_EXTRACTED MATERIAL_.
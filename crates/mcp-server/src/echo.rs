//! Ultra-minimal MCP server with a single `echo` tool.
//!
//! The tool returns its `message` argument verbatim, prefixed with
//! `"Echo: "`, as one text content block.

use crate::types::EchoParams;
use codebase_mcp_core::ToolName;
use rmcp::handler::server::ServerHandler;
use rmcp::handler::server::tool::ToolRouter;
use rmcp::handler::server::wrapper::Parameters;
use rmcp::model::{CallToolResult, Content, ServerInfo};
use rmcp::{ErrorData as McpError, tool, tool_handler, tool_router};

/// Name under which the echo tool is registered.
pub const TOOL_NAME: &str = "echo";

/// Prefix prepended to every echoed message.
pub const ECHO_PREFIX: &str = "Echo: ";

/// MCP service exposing exactly one tool, `echo`.
///
/// # Examples
///
/// ```no_run
/// use codebase_mcp_server::EchoService;
/// use rmcp::ServiceExt;
/// use rmcp::transport::stdio;
///
/// # async fn example() -> anyhow::Result<()> {
/// let service = EchoService::new().serve(stdio()).await?;
/// service.waiting().await?;
/// # Ok(())
/// # }
/// ```
#[derive(Debug, Clone)]
pub struct EchoService {
    tool_router: ToolRouter<Self>,
}

impl EchoService {
    /// Creates a new echo service.
    #[must_use]
    pub fn new() -> Self {
        Self {
            tool_router: Self::tool_router(),
        }
    }

    /// Names of the registered tools, in registration order.
    #[must_use]
    pub fn tool_names(&self) -> Vec<ToolName> {
        self.tool_router
            .list_all()
            .into_iter()
            .map(|tool| ToolName::new(tool.name))
            .collect()
    }
}

impl Default for EchoService {
    fn default() -> Self {
        Self::new()
    }
}

#[tool_router]
impl EchoService {
    /// Echo the message back to the caller.
    #[tool(description = "Echo the given message back, prefixed with 'Echo: '")]
    async fn echo(
        &self,
        Parameters(params): Parameters<EchoParams>,
    ) -> Result<CallToolResult, McpError> {
        tracing::debug!(len = params.message.len(), "echo called");

        Ok(CallToolResult::success(vec![Content::text(format!(
            "{ECHO_PREFIX}{}",
            params.message
        ))]))
    }
}

#[tool_handler]
impl ServerHandler for EchoService {
    fn get_info(&self) -> ServerInfo {
        crate::server_info("Ultra-minimal MCP server. Call echo with a message to get it back.")
    }
}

_TASK DETAILS_. The answer should contain every line of the data, unchanged.

_WRITTEN SOLUTION_.
filename crates/mcp-server/src/echo.rs
//! Ultra-minimal MCP server with a single `echo` tool.
//!
//! The tool returns its `message` argument verbatim, prefixed with
//! `"Echo: "`, as one text content block.

use crate::types::EchoParams;
use codebase_mcp_core::ToolName;
use rmcp::handler::server::ServerHandler;
use rmcp::handler::server::tool::ToolRouter;
use rmcp::handler::server::wrapper::Parameters;
use rmcp::model::{CallToolResult, Content, ServerInfo};
use rmcp::{ErrorData as McpError, tool, tool_handler, tool_router};

/// Name under which the echo tool is registered.
pub const TOOL_NAME: &str = "echo";

/// Prefix prepended to every echoed message.
pub const ECHO_PREFIX: &str = "Echo: ";

/// MCP service exposing exactly one tool, `echo`.
///
/// # Examples
///
/// ```no_run
/// use codebase_mcp_server::EchoService;
/// use rmcp::ServiceExt;
/// use rmcp::transport::stdio;
///
/// # async fn example() -> anyhow::Result<()> {
/// let service = EchoService::new().serve(stdio()).await?;
/// service.waiting().await?;
/// # Ok(())
/// # }
/// ```
#[derive(Debug, Clone)]
pub struct EchoService {
    tool_router: ToolRouter<Self>,
}

impl EchoService {
    /// Creates a new echo service.
    #[must_use]
    pub fn new() -> Self {
        Self {
            tool_router: Self::tool_router(),
        }
    }

    /// Names of the registered tools, in registration order.
    #[must_use]
    pub fn tool_names(&self) -> Vec<ToolName> {
        self.tool_router
            .list_all()
            .into_iter()
            .map(|tool| ToolName::new(tool.name))
            .collect()
    }
}

impl Default for EchoService {
    fn default() -> Self {
        Self::new()
    }
}

#[tool_router]
impl EchoService {
    /// Echo the message back to the caller.
    #[tool(description = "Echo the given message back, prefixed with 'Echo: '")]
    async fn echo(
        &self,
        Parameters(params): Parameters<EchoParams>,
    ) -> Result<CallToolResult, McpError> {
        tracing::debug!(len = params.message.len(), "echo called");

        Ok(CallToolResult::success(vec![Content::text(format!(
            "{ECHO_PREFIX}{}",
            params.message
        ))]))
    }
}

#[tool_handler]
impl ServerHandler for EchoService {
    fn get_info(&self) -> ServerInfo {
        crate::server_info("Ultra-minimal MCP server. Call echo with a message to get it back.")
    }
}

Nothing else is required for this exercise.